Friday, October 29, 2004

Setting Up Shop: A Guide to Independent Journalism Shows the Pitfalls Along with Promise

It's interesting to read the USC Annenberg Online Journalism Review piece on how journalists can set up independently for profit. Pull up a weblogging tool, hang out your shingle, stuff in some Google AdSense ads and you're in business, right? Well, not quite. There are the small matters of a liveable income, marketing, libel insurance, incorporation, supplementary revenue strategies - the usual headaches that a small business owner faces. Services such as Jason Calacanis' Weblogs, Inc. have become more sophisticated in nurturing a wide array of business-oriented weblogs, taking a piece of the indie's hide in the process but developing for them a sophisticated revenue-generating publishing platform and editorial support system that lets them have the independent lifestyle without some of the hassles - kind of a cross between VerticalNet, VNU and ECNext, if you will. The level of overall infrastructure available to webloggers is improving dramatically as of late, so it's not clear that a Weblogs, Inc. approach is really necessary for independent journalism voices to succeed in the long run.

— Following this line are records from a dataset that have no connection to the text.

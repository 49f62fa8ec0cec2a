//! Error types for Estima
//!
//! Uses `thiserror` for library errors. Validation failures name the offending
//! field so the UI can point the user at it; repository failures keep a generic
//! "could not save" display so the user knows to retry rather than fix input.

use thiserror::Error;

/// Result type alias for Estima operations
pub type EstimaResult<T> = Result<T, EstimaError>;

/// Main error type for Estima operations
///
/// The estimation formulas themselves never fail - out-of-range dials are
/// clamped and degenerate commercial inputs fall back to documented defaults.
/// Errors only arise when committing an estimate as a project.
#[derive(Error, Debug)]
pub enum EstimaError {
    /// Project title was empty or blank
    #[error("project title must not be empty")]
    MissingTitle,

    /// Resolved budget was zero or negative
    #[error("project budget must be greater than zero (resolved to {resolved})")]
    InvalidBudget { resolved: f64 },

    /// A commit is already outstanding for this session
    #[error("a commit is already in progress")]
    CommitInFlight,

    /// The project repository rejected or failed the create call
    #[error("could not save project")]
    Repository(#[source] anyhow::Error),
}

impl EstimaError {
    /// Returns true if this is a local validation failure the user can fix
    /// by correcting input (as opposed to an external failure worth retrying)
    pub fn is_validation(&self) -> bool {
        matches!(
            self,
            EstimaError::MissingTitle | EstimaError::InvalidBudget { .. }
        )
    }
}
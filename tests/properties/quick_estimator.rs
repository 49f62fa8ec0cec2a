//! Property tests for the quick estimator.

use estima::{estimate_quick, TriadDials};
use proptest::prelude::*;

proptest! {
    #![proptest_config(ProptestConfig {
        cases: 256,
        .. ProptestConfig::default()
    })]

    /// PROPERTY: Lower bounds hold for every dial combination.
    #[test]
    fn property_lower_bounds_never_violated(
        quality in 0i64..=100,
        urgency in 0i64..=100,
        scope in 0i64..=100,
    ) {
        let result = estimate_quick(&TriadDials::new(quality, urgency, scope));
        prop_assert!(result.effort_days >= 5);
        prop_assert!(result.team_size >= 1);
        prop_assert!(result.price >= 2500, "base price is the floor, got {}", result.price);
    }

    /// PROPERTY: Increasing scope never decreases the price.
    #[test]
    fn property_price_monotone_in_scope(
        quality in 0i64..=100,
        urgency in 0i64..=100,
        scope in 0i64..100,
        bump in 1i64..=20,
    ) {
        let lower = estimate_quick(&TriadDials::new(quality, urgency, scope));
        let higher = estimate_quick(&TriadDials::new(quality, urgency, (scope + bump).min(100)));
        prop_assert!(higher.price >= lower.price);
    }

    /// PROPERTY: Increasing urgency never decreases the price.
    #[test]
    fn property_price_monotone_in_urgency(
        quality in 0i64..=100,
        urgency in 0i64..100,
        scope in 0i64..=100,
        bump in 1i64..=20,
    ) {
        let lower = estimate_quick(&TriadDials::new(quality, urgency, scope));
        let higher = estimate_quick(&TriadDials::new(quality, (urgency + bump).min(100), scope));
        prop_assert!(higher.price >= lower.price);
    }

    /// PROPERTY: Identical inputs produce identical results.
    #[test]
    fn property_idempotent(
        quality in 0i64..=100,
        urgency in 0i64..=100,
        scope in 0i64..=100,
    ) {
        let dials = TriadDials::new(quality, urgency, scope);
        prop_assert_eq!(estimate_quick(&dials), estimate_quick(&dials));
    }

    /// PROPERTY: Out-of-range raw input behaves exactly like its clamp.
    #[test]
    fn property_out_of_range_input_is_clamped(
        quality in -500i64..=500,
        urgency in -500i64..=500,
        scope in -500i64..=500,
    ) {
        let raw = estimate_quick(&TriadDials::new(quality, urgency, scope));
        let clamped = estimate_quick(&TriadDials::new(
            quality.clamp(0, 100),
            urgency.clamp(0, 100),
            scope.clamp(0, 100),
        ));
        prop_assert_eq!(raw, clamped);
    }
}
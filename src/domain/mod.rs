//! Domain Layer
//!
//! The core of Estima - pure estimation logic without I/O dependencies.
//!
//! ## Structure
//!
//! - `value_objects/` - Clamped/coerced input types (Dial, Weight, QualityTier)
//! - `entities/` - Session data (criterion catalog, selection, commercial
//!   parameters, project payload)
//! - `services/` - The estimation pipelines as pure functions
//! - `ports/` - Interface to the external project repository
//!
//! ## Design Principles
//!
//! 1. **No I/O** - This layer never touches the network or a data store
//! 2. **Pure Functions** - Services are stateless, total, and idempotent
//! 3. **Ports & Adapters** - The single external call goes through a trait

pub mod entities;
pub mod ports;
pub mod services;
pub mod value_objects;
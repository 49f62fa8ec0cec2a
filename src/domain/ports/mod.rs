//! Domain Ports (Interfaces)
//!
//! These traits define the boundaries of the domain layer.
//! The host application provides concrete implementations.

pub mod project_repository;

pub use project_repository::{ProjectId, ProjectRepository};
//! Commit result - what a successful commit reports back
//!
//! An explicit result object instead of fire-and-forget: the caller decides
//! how to present success, and failures arrive as `EstimaError` values.

use crate::domain::ports::ProjectId;
use chrono::{DateTime, Utc};

/// Receipt for one successfully committed estimate
#[derive(Debug, Clone, PartialEq)]
pub struct CommitReceipt {
    /// Identifier assigned by the project repository
    pub project_id: ProjectId,
    /// The budget actually written, after offer/suggestion resolution
    pub budget_committed: f64,
    /// The deadline actually written
    pub deadline: DateTime<Utc>,
}
//! Pro estimator
//!
//! Converts a complexity score plus commercial parameters into hours, price,
//! schedule and margin. Pure and total: degenerate commercial inputs are
//! sanitized at the boundary (see `CommercialParameters`), so every path
//! here produces finite numbers.

use crate::domain::entities::{CommercialParameters, ComplexitySelection};
use crate::domain::services::complexity::{classify, ComplexityScore};

/// Hours of work one complexity point represents
const HOURS_PER_POINT: u32 = 12;
/// Billable hours per developer per week
const WEEKLY_HOURS_PER_DEV: u32 = 30;

/// Result of a pro estimation - derived, never stored
#[derive(Debug, Clone, Copy, PartialEq)]
pub struct ProEstimate {
    pub score: ComplexityScore,
    /// Base hours times the quality-tier multiplier, rounded up
    pub estimated_hours: u32,
    /// `estimated_hours * hourly_rate`
    pub suggested_price: f64,
    /// Schedule at 30 billable hours per developer per week, at least 1
    pub estimated_weeks: u32,
    /// `client_offer - suggested_price`; `None` while there is no offer,
    /// negative when the offer is below cost (never clamped to zero)
    pub profit_margin: Option<f64>,
}

/// Compute the pro estimate for a matrix selection and commercial terms
pub fn estimate_pro(
    selection: &ComplexitySelection,
    commercial: &CommercialParameters,
) -> ProEstimate {
    let score = classify(selection);

    let base_hours = u32::from(score.total_points) * HOURS_PER_POINT;
    let estimated_hours =
        (f64::from(base_hours) * commercial.quality_tier.hour_multiplier()).ceil() as u32;

    let suggested_price = f64::from(estimated_hours) * commercial.hourly_rate;

    let weekly_capacity = WEEKLY_HOURS_PER_DEV * commercial.developer_count.max(1);
    let estimated_weeks = estimated_hours.div_ceil(weekly_capacity).max(1);

    let profit_margin = commercial
        .client_offer
        .map(|offer| offer - suggested_price);

    ProEstimate {
        score,
        estimated_hours,
        suggested_price,
        estimated_weeks,
        profit_margin,
    }
}
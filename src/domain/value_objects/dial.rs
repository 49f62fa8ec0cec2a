//! Dial value object - a normalized 0-100 trade-off input
//!
//! The quick estimator works on three dials (quality, urgency, scope) that
//! instantiate the iron triad. Dials clamp on construction; out-of-range
//! input is never rejected.

use serde::{Deserialize, Serialize};

/// A 0-100 normalized slider value
#[derive(Debug, Clone, Copy, PartialEq, Eq, Hash, Serialize)]
#[serde(transparent)]
pub struct Dial(u8);

impl Dial {
    pub const MIN: u8 = 0;
    pub const MAX: u8 = 100;

    /// Create a dial, clamping to [0, 100]
    pub fn new(value: i64) -> Self {
        Dial(value.clamp(Self::MIN as i64, Self::MAX as i64) as u8)
    }

    /// Raw value in [0, 100]
    pub fn value(&self) -> u8 {
        self.0
    }

    /// Value as a fraction of 100, for the pricing formulas
    pub fn percent(&self) -> f64 {
        f64::from(self.0)
    }
}

impl Default for Dial {
    fn default() -> Self {
        Dial(0)
    }
}

impl From<u8> for Dial {
    fn from(value: u8) -> Self {
        Dial::new(i64::from(value))
    }
}

impl<'de> Deserialize<'de> for Dial {
    fn deserialize<D>(deserializer: D) -> Result<Self, D::Error>
    where
        D: serde::Deserializer<'de>,
    {
        // Clamp rather than reject, same as construction.
        let raw = i64::deserialize(deserializer)?;
        Ok(Dial::new(raw))
    }
}

impl std::fmt::Display for Dial {
    fn fmt(&self, f: &mut std::fmt::Formatter<'_>) -> std::fmt::Result {
        write!(f, "{}%", self.0)
    }
}

/// The three dials of one quick-estimation session
///
/// Defaults match the planning page's initial slider positions.
#[derive(Debug, Clone, Copy, PartialEq, Eq, Serialize, Deserialize)]
pub struct TriadDials {
    pub quality: Dial,
    pub urgency: Dial,
    pub scope: Dial,
}

impl TriadDials {
    pub fn new(quality: i64, urgency: i64, scope: i64) -> Self {
        Self {
            quality: Dial::new(quality),
            urgency: Dial::new(urgency),
            scope: Dial::new(scope),
        }
    }

    /// Band label for the quality dial
    pub fn quality_band(&self) -> &'static str {
        match self.quality.value() {
            0..=29 => "MVP",
            30..=69 => "Padrão",
            _ => "Alta Performance",
        }
    }

    /// Band label for the urgency dial
    pub fn urgency_band(&self) -> &'static str {
        match self.urgency.value() {
            0..=29 => "Confortável",
            30..=69 => "Normal",
            _ => "Urgente",
        }
    }

    /// Band label for the scope dial
    pub fn scope_band(&self) -> &'static str {
        match self.scope.value() {
            0..=29 => "Feature",
            30..=69 => "Módulo",
            _ => "Sistema",
        }
    }
}

impl Default for TriadDials {
    fn default() -> Self {
        TriadDials::new(50, 30, 20)
    }
}
//! Commit Use Case
//!
//! Orchestrates the single external flow in the engine:
//! 1. Re-run the estimator on the current inputs
//! 2. Build the project payload (deadline, rationale, scores)
//! 3. Validate (blank title, non-positive budget) before any external call
//! 4. Hand the payload to the project repository, exactly once
//!
//! The use case also enforces the at-most-one-outstanding-commit invariant:
//! while a commit is in flight, further submits fail with `CommitInFlight`
//! instead of reaching the repository. A failed commit leaves no side effect
//! and no retry happens here.

use std::sync::atomic::{AtomicBool, Ordering};

use chrono::{DateTime, Duration, Utc};

use crate::domain::entities::ProjectPayload;
use crate::domain::ports::ProjectRepository;
use crate::domain::services::{estimate_pro, estimate_quick};
use crate::error::{EstimaError, EstimaResult};

use super::options::{ProCommitOptions, QuickCommitOptions};
use super::result::CommitReceipt;

/// Weeks assumed when the pro schedule resolves to zero
///
/// Unreachable with sanitized inputs (hours are at least 48), kept for
/// parity with the dashboard's historical behavior.
const FALLBACK_WEEKS: u32 = 4;

/// Build the repository payload for a quick estimate
///
/// Pure except for the injected `now`; exposed so the deadline math is
/// testable without a repository.
pub fn build_quick_payload(
    options: &QuickCommitOptions,
    now: DateTime<Utc>,
) -> EstimaResult<ProjectPayload> {
    if options.meta.title_is_blank() {
        return Err(EstimaError::MissingTitle);
    }

    let estimate = estimate_quick(&options.dials);
    let budget = estimate.price as f64;
    if budget <= 0.0 {
        return Err(EstimaError::InvalidBudget { resolved: budget });
    }

    let dials = &options.dials;
    Ok(ProjectPayload {
        title: options.meta.title.clone(),
        description: format!(
            "[Quick Plan] Q:{}% U:{}% S:{}%",
            dials.quality.value(),
            dials.urgency.value(),
            dials.scope.value()
        ),
        budget_estimated: budget,
        deadline: now + Duration::days(i64::from(estimate.effort_days)),
        quality_score: dials.quality.value(),
        time_score: dials.urgency.value(),
        scope_score: dials.scope.value(),
    })
}

/// Build the repository payload for a pro estimate
///
/// The budget resolves to the client's offer when one is present and
/// non-zero, otherwise to the suggested price. The three scores are the
/// pro path's fixed mapping onto the shared schema: quality 80, time 50,
/// scope `min(100, points * 10)` - complexity tracking, not the triad.
pub fn build_pro_payload(
    options: &ProCommitOptions,
    now: DateTime<Utc>,
) -> EstimaResult<ProjectPayload> {
    if options.meta.title_is_blank() {
        return Err(EstimaError::MissingTitle);
    }

    let estimate = estimate_pro(&options.selection, &options.commercial);

    let budget = options
        .commercial
        .client_offer
        .filter(|offer| *offer > 0.0)
        .unwrap_or(estimate.suggested_price);
    if budget <= 0.0 {
        return Err(EstimaError::InvalidBudget { resolved: budget });
    }

    let weeks = if estimate.estimated_weeks > 0 {
        estimate.estimated_weeks
    } else {
        FALLBACK_WEEKS
    };

    let client = options.meta.client.as_deref().unwrap_or("Não informado");
    let scope_text = options.meta.description.as_deref().unwrap_or("Sem descrição");
    let description = format!(
        "CLIENTE: {client}\nDESCRIÇÃO: {scope_text}\n---\nMÉTRICAS TÉCNICAS:\n- Complexidade: {} ({} pts)\n- Equipe: {} devs\n- Taxa Hora: R$ {}",
        estimate.score.level,
        estimate.score.total_points,
        options.commercial.developer_count,
        options.commercial.hourly_rate,
    );

    Ok(ProjectPayload {
        title: options.meta.title.clone(),
        description,
        budget_estimated: budget,
        deadline: now + Duration::days(i64::from(weeks) * 7),
        quality_score: 80,
        time_score: 50,
        scope_score: (u32::from(estimate.score.total_points) * 10).min(100) as u8,
    })
}

/// Commit use case - validates, builds and submits one payload per call
///
/// Parameterized by the repository port for testability.
pub struct CommitUseCase<R: ProjectRepository> {
    repository: R,
    in_flight: AtomicBool,
}

impl<R: ProjectRepository> CommitUseCase<R> {
    pub fn new(repository: R) -> Self {
        Self {
            repository,
            in_flight: AtomicBool::new(false),
        }
    }

    /// Commit a quick estimate, with the deadline anchored at the current time
    pub fn commit_quick(&self, options: &QuickCommitOptions) -> EstimaResult<CommitReceipt> {
        self.commit_quick_at(options, Utc::now())
    }

    /// Commit a quick estimate with an explicit clock
    pub fn commit_quick_at(
        &self,
        options: &QuickCommitOptions,
        now: DateTime<Utc>,
    ) -> EstimaResult<CommitReceipt> {
        let _guard = self.acquire()?;
        let payload = build_quick_payload(options, now)?;
        self.submit(payload)
    }

    /// Commit a pro estimate, with the deadline anchored at the current time
    pub fn commit_pro(&self, options: &ProCommitOptions) -> EstimaResult<CommitReceipt> {
        self.commit_pro_at(options, Utc::now())
    }

    /// Commit a pro estimate with an explicit clock
    pub fn commit_pro_at(
        &self,
        options: &ProCommitOptions,
        now: DateTime<Utc>,
    ) -> EstimaResult<CommitReceipt> {
        let _guard = self.acquire()?;
        let payload = build_pro_payload(options, now)?;
        self.submit(payload)
    }

    /// True while a commit is outstanding (UI disables re-submission)
    pub fn is_in_flight(&self) -> bool {
        self.in_flight.load(Ordering::SeqCst)
    }

    fn acquire(&self) -> EstimaResult<InFlightGuard<'_>> {
        if self
            .in_flight
            .compare_exchange(false, true, Ordering::SeqCst, Ordering::SeqCst)
            .is_err()
        {
            return Err(EstimaError::CommitInFlight);
        }
        Ok(InFlightGuard(&self.in_flight))
    }

    fn submit(&self, payload: ProjectPayload) -> EstimaResult<CommitReceipt> {
        let project_id = self
            .repository
            .create_project(&payload)
            .map_err(EstimaError::Repository)?;
        Ok(CommitReceipt {
            project_id,
            budget_committed: payload.budget_estimated,
            deadline: payload.deadline,
        })
    }
}

/// Clears the in-flight flag when the commit attempt ends, success or not
struct InFlightGuard<'a>(&'a AtomicBool);

impl Drop for InFlightGuard<'_> {
    fn drop(&mut self) {
        self.0.store(false, Ordering::SeqCst);
    }
}
//! Application Layer
//!
//! Use cases that orchestrate the business flow.
//! This layer:
//! - Depends on Domain layer (entities, services, ports)
//! - Does NOT contain estimation formulas (those are in Domain)
//! - Owns the single external call and its validation gate
//!
//! ## Use Cases
//!
//! - `CommitUseCase` - turns a quick or pro estimate into a project-creation
//!   call against the repository port, at most one outstanding at a time

pub mod commit;

pub use commit::{
    build_pro_payload, build_quick_payload, CommitReceipt, CommitUseCase, ProCommitOptions,
    QuickCommitOptions,
};
//! Commercial parameters for the pro estimator
//!
//! The UI hands these over as raw form strings. Coercion happens here, at the
//! boundary, with documented fallbacks - the pricing formulas downstream never
//! see a NaN or a zero developer count.

use crate::domain::value_objects::QualityTier;
use serde::{Deserialize, Serialize};

/// Sanitized commercial inputs for a pro estimate
#[derive(Debug, Clone, PartialEq, Serialize, Deserialize)]
pub struct CommercialParameters {
    /// Billable rate in currency units per hour, never negative
    pub hourly_rate: f64,
    /// Developers on the project, at least 1
    pub developer_count: u32,
    /// Deliverable quality tier
    pub quality_tier: QualityTier,
    /// What the client has offered so far; `None` means no offer yet,
    /// which is distinct from an explicit offer of zero
    pub client_offer: Option<f64>,
}

impl CommercialParameters {
    /// Create parameters, clamping degenerate values to their fallbacks
    pub fn new(
        hourly_rate: f64,
        developer_count: u32,
        quality_tier: QualityTier,
        client_offer: Option<f64>,
    ) -> Self {
        Self {
            hourly_rate: sanitize_rate(hourly_rate),
            developer_count: developer_count.max(1),
            quality_tier,
            client_offer: client_offer.filter(|offer| offer.is_finite() && *offer >= 0.0),
        }
    }
}

impl Default for CommercialParameters {
    fn default() -> Self {
        // The pro form's initial values.
        Self {
            hourly_rate: 150.0,
            developer_count: 1,
            quality_tier: QualityTier::Mvp,
            client_offer: None,
        }
    }
}

fn sanitize_rate(rate: f64) -> f64 {
    if rate.is_finite() && rate > 0.0 {
        rate
    } else {
        0.0
    }
}

/// Commercial form fields exactly as the UI submits them
///
/// Every field is a free-text string; [`resolve`](Self::resolve) coerces them.
#[derive(Debug, Clone, Default, PartialEq, Eq, Serialize, Deserialize)]
pub struct RawCommercialForm {
    #[serde(default)]
    pub hourly_rate: String,
    #[serde(default)]
    pub developer_count: String,
    #[serde(default)]
    pub quality_tier: String,
    #[serde(default)]
    pub client_offer: String,
}

impl RawCommercialForm {
    /// Coerce the raw fields into usable parameters
    ///
    /// Fallbacks: unparsable/negative rate -> 0, unparsable/zero developer
    /// count -> 1, unparsable tier -> 1, blank or unparsable offer -> no
    /// offer. An explicit "0" offer is kept as an offer of zero.
    pub fn resolve(&self) -> CommercialParameters {
        let hourly_rate = self
            .hourly_rate
            .trim()
            .parse::<f64>()
            .ok()
            .map(sanitize_rate)
            .unwrap_or(0.0);

        let developer_count = self
            .developer_count
            .trim()
            .parse::<u32>()
            .ok()
            .filter(|count| *count >= 1)
            .unwrap_or(1);

        let quality_tier = self
            .quality_tier
            .trim()
            .parse::<i64>()
            .map(QualityTier::from_number)
            .unwrap_or_default();

        let offer_field = self.client_offer.trim();
        let client_offer = if offer_field.is_empty() {
            None
        } else {
            offer_field
                .parse::<f64>()
                .ok()
                .filter(|offer| offer.is_finite() && *offer >= 0.0)
        };

        CommercialParameters {
            hourly_rate,
            developer_count,
            quality_tier,
            client_offer,
        }
    }
}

It's also not clear that there's enough focus on quality B2B content beyond the obvious Silicon Valley/Alley players on Weblogs, Inc. to make this a place for a widespread approach to supporting independent B2B journalism. To be a true Newsmaster requires some in-depth understanding of your subject matter, understanding that goes beyond the typical dot-com 2.0 attitudes exhibited by most weblog "experts". In the independent content game, there will be a mixture of those who can best enable the technology and ecommerce aspects of content distribution from independents and those who can best provide editorial endorsement and guidance to those independents. The two need not necessarily be the same to succeed, though. Zagats for weblogs, anyone?